Copy all lines below containing "crate".

[Data section Boundary: Start]

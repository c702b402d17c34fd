//! reqstore-core - request body persistence over a document store
//!
//! This crate provides:
//! - Environment-driven connection configuration with URI assembly
//! - A `DocumentBackend` trait seam plus the MongoDB/DocumentDB implementation
//! - `DocumentStore`, the CRUD surface for request body payloads
//! - The projection from stored documents to the public record shape
//!
//! ## Architecture
//!
//! ```text
//! caller → DocumentStore ── connect/close ──→ DocumentBackend (MongoBackend)
//!              │                                     │
//!              └── save/get/delete_many ──→ requestbodies collection
//!                           ↓
//!                   project() → RequestBody { id, request }
//! ```

pub mod backend;
pub mod config;
pub mod document;
pub mod error;
pub mod store;

pub use backend::{DocumentBackend, MongoBackend};
pub use config::StoreConfig;
pub use document::{project, RequestBody, StoredRequestBody};
pub use error::{Result, StoreError};
pub use store::{ConnectionState, DocumentStore};
//! Document shapes and the public projection.
//!
//! The wire shape carries the store-native identifier (`_id`) and the
//! revision counter (`__v`) written by the previous backend generation.
//! Neither may ever reach a caller: [`project`] is the single place where a
//! stored document becomes a public record, and every materialized document
//! goes through it.

use mongodb::bson::oid::ObjectId;
use serde::{Deserialize, Serialize};

use crate::error::{Result, StoreError};

/// On-the-wire document shape for the `requestbodies` collection
#[derive(Debug, Clone, Serialize, Deserialize, PartialEq)]
pub struct StoredRequestBody {
    /// Store-assigned identifier; `None` until the insert round-trips
    #[serde(rename = "_id", skip_serializing_if = "Option::is_none")]
    pub id: Option<ObjectId>,

    /// Opaque caller payload, persisted verbatim
    pub request: String,

    /// Internal revision counter; accepted on input, never exposed
    #[serde(rename = "__v", skip_serializing_if = "Option::is_none")]
    pub version: Option<i64>,
}

impl StoredRequestBody {
    /// New unsaved document wrapping a caller payload
    pub fn new(request: impl Into<String>) -> Self {
        Self {
            id: None,
            request: request.into(),
            version: None,
        }
    }
}

/// Public record shape: exactly `id` and `request`, nothing internal
#[derive(Debug, Clone, Serialize, Deserialize, PartialEq, Eq)]
pub struct RequestBody {
    pub id: String,
    pub request: String,
}

/// Materialize a stored document for callers: the native identifier is
/// hex-encoded into `id`, and the identifier and revision fields are dropped.
pub fn project(document: StoredRequestBody) -> Result<RequestBody> {
    let id = document
        .id
        .ok_or_else(|| StoreError::invalid_document("stored document has no native identifier"))?;
    Ok(RequestBody {
        id: id.to_hex(),
        request: document.request,
    })
}
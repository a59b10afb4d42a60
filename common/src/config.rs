use std::time::Duration;

/// Default per-probe timeout.
pub const DEFAULT_TIMEOUT: Duration = Duration::from_secs(1);
/// Default number of concurrent probes.
pub const DEFAULT_CONCURRENCY: usize = 100;
/// Default upper bound for `max_concurrency`. Every in-flight connect holds a
/// socket, so this keeps a run below common descriptor limits.
pub const CONCURRENCY_CEILING: usize = 500;
/// Port count above which a scan needs explicit confirmation.
pub const LARGE_SCAN_THRESHOLD: usize = 1_000;
/// Usable-host count above which subnet enumeration falls back to one /24 block.
pub const MAX_SUBNET_HOSTS: usize = 256;

/// Presentation settings for the terminal front end.
#[derive(Debug, Clone, Default)]
pub struct Config {
    /// Hides the start-up banner.
    pub no_banner: bool,
    /// Verbosity reduction, `0` prints everything.
    pub quiet: u8,
    /// Disables the keyboard listener that lets the user abort a run.
    pub disable_input: bool,
}

/// Operational limits of the probing engine.
///
/// The defaults are product-level safety heuristics, every field can be
/// overridden by the caller.
#[derive(Debug, Clone, PartialEq, Eq)]
pub struct ScanLimits {
    pub timeout: Duration,
    pub max_concurrency: usize,
    /// Largest accepted `max_concurrency`.
    pub concurrency_ceiling: usize,
    pub large_scan_threshold: usize,
    pub max_subnet_hosts: usize,
}

impl Default for ScanLimits {
    fn default() -> Self {
        Self {
            timeout: DEFAULT_TIMEOUT,
            max_concurrency: DEFAULT_CONCURRENCY,
            concurrency_ceiling: CONCURRENCY_CEILING,
            large_scan_threshold: LARGE_SCAN_THRESHOLD,
            max_subnet_hosts: MAX_SUBNET_HOSTS,
        }
    }
}

impl ScanLimits {
    pub fn with_timeout(mut self, timeout: Duration) -> Self {
        self.timeout = timeout;
        self
    }

    pub fn with_concurrency(mut self, max_concurrency: usize) -> Self {
        self.max_concurrency = max_concurrency;
        self
    }
}

/// Converts a user supplied number of seconds into a timeout.
///
/// Rejects negative, zero, NaN and infinite values.
pub fn timeout_from_secs(secs: f64) -> Option<Duration> {
    if !secs.is_finite() || secs <= 0.0 {
        return None;
    }
    Duration::try_from_secs_f64(secs).ok()
}

// ╔════════════════════════════════════════════╗
// ║ ████████╗███████╗███████╗████████╗███████╗ ║
// ║ ╚══██╔══╝██╔════╝██╔════╝╚══██╔══╝██╔════╝ ║
// ║    ██║   █████╗  ███████╗   ██║   ███████╗ ║
// ║    ██║   ██╔══╝  ╚════██║   ██║   ╚════██║ ║
// ║    ██║   ███████╗███████║   ██║   ███████║ ║
// ║    ╚═╝   ╚══════╝╚══════╝   ╚═╝   ╚══════╝ ║
// ╚════════════════════════════════════════════╝
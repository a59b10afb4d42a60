//! Host liveness checks.
//!
//! Discovery only needs a yes/no answer per address. How that answer is
//! obtained is hidden behind [`LivenessProber`]: the default shells out to the
//! system `ping`, [`TcpLivenessProber`] stays in-process.

use std::time::Duration;

use async_trait::async_trait;

use probr_common::network::probe::{ProbeFailure, ProbeJob, ProbeResult};
use probr_common::network::target::Target;

use crate::engine::Probe;

mod ping;
mod tcp;

pub use ping::PingProber;
pub use tcp::TcpLivenessProber;

/// Decides whether a host responds at all.
#[async_trait]
pub trait LivenessProber: Send + Sync {
    async fn is_reachable(&self, target: &Target, timeout: Duration) -> bool;
}

/// Runs a [`LivenessProber`] inside the probe engine.
pub struct LivenessProbe<L> {
    prober: L,
}

impl<L: LivenessProber> LivenessProbe<L> {
    pub fn new(prober: L) -> Self {
        Self { prober }
    }
}

#[async_trait]
impl<L: LivenessProber> Probe for LivenessProbe<L> {
    async fn probe(&self, job: &ProbeJob, timeout: Duration) -> ProbeResult {
        if self.prober.is_reachable(&job.target, timeout).await {
            ProbeResult::reachable(job)
        } else {
            ProbeResult::unreachable(job, ProbeFailure::Unreachable)
        }
    }
}
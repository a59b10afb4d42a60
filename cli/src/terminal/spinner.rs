use std::sync::Arc;
use std::sync::atomic::{AtomicUsize, Ordering};

use colored::*;
use indicatif::ProgressStyle;
use tracing::span::Entered;
use tracing::{Span, info_span};
use tracing_indicatif::span_ext::IndicatifSpanExt;

use probr_common::network::probe::ProbeResult;
use probr_core::engine::ProgressCallback;

use crate::terminal::colors;

const TICK_STRINGS: &[&str] = &[
    "▁▁▁▁▁",
    "▁▂▂▂▁",
    "▁▄▂▄▁",
    "▂▄▆▄▂",
    "▄▆█▆▄",
    "▂▄▆▄▂",
    "▁▄▂▄▁",
    "▁▂▂▂▁",
    "▁▁▁▁▁",
];
const TIP: &str = "press 'q' to finish early";

pub fn style() -> ProgressStyle {
    ProgressStyle::with_template("{spinner:.blue} {msg}")
        .unwrap_or_else(|_| ProgressStyle::default_spinner())
        .tick_strings(TICK_STRINGS)
}

/// Spinner line counting finished probes and positive answers.
pub struct Progress {
    span: Span,
    total: usize,
    hits_label: &'static str,
    done: AtomicUsize,
    hits: AtomicUsize,
}

impl Progress {
    pub fn start(total: usize, hits_label: &'static str) -> Arc<Self> {
        let span: Span = info_span!("probing", indicatif.pb_show = true);
        span.pb_set_style(&style());

        let progress = Arc::new(Self {
            span,
            total,
            hits_label,
            done: AtomicUsize::new(0),
            hits: AtomicUsize::new(0),
        });
        progress.refresh(0, 0);
        progress
    }

    /// Shows the spinner until the guard is dropped.
    pub fn enter(&self) -> Entered<'_> {
        self.span.enter()
    }

    pub fn callback(self: &Arc<Self>) -> ProgressCallback {
        let progress = Arc::clone(self);
        Arc::new(move |result: &ProbeResult| progress.record(result))
    }

    fn record(&self, result: &ProbeResult) {
        let done: usize = self.done.fetch_add(1, Ordering::Relaxed) + 1;
        let hits: usize = if result.reachable {
            self.hits.fetch_add(1, Ordering::Relaxed) + 1
        } else {
            self.hits.load(Ordering::Relaxed)
        };
        self.refresh(done, hits);
    }

    fn refresh(&self, done: usize, hits: usize) {
        let message: String = format!(
            "{}/{} probes, {} {} {}",
            done,
            self.total,
            hits.to_string().green().bold(),
            self.hits_label,
            format!("({TIP})").italic().color(colors::SEPARATOR)
        );
        self.span
            .pb_set_message(&message.color(colors::TEXT_DEFAULT).to_string());
    }
}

[Data section Boundary: End]

§ Task solution:
//! This crate provides:
use crate::error::{Result, StoreError};
use crate::engine::Probe;
use crate::terminal::colors;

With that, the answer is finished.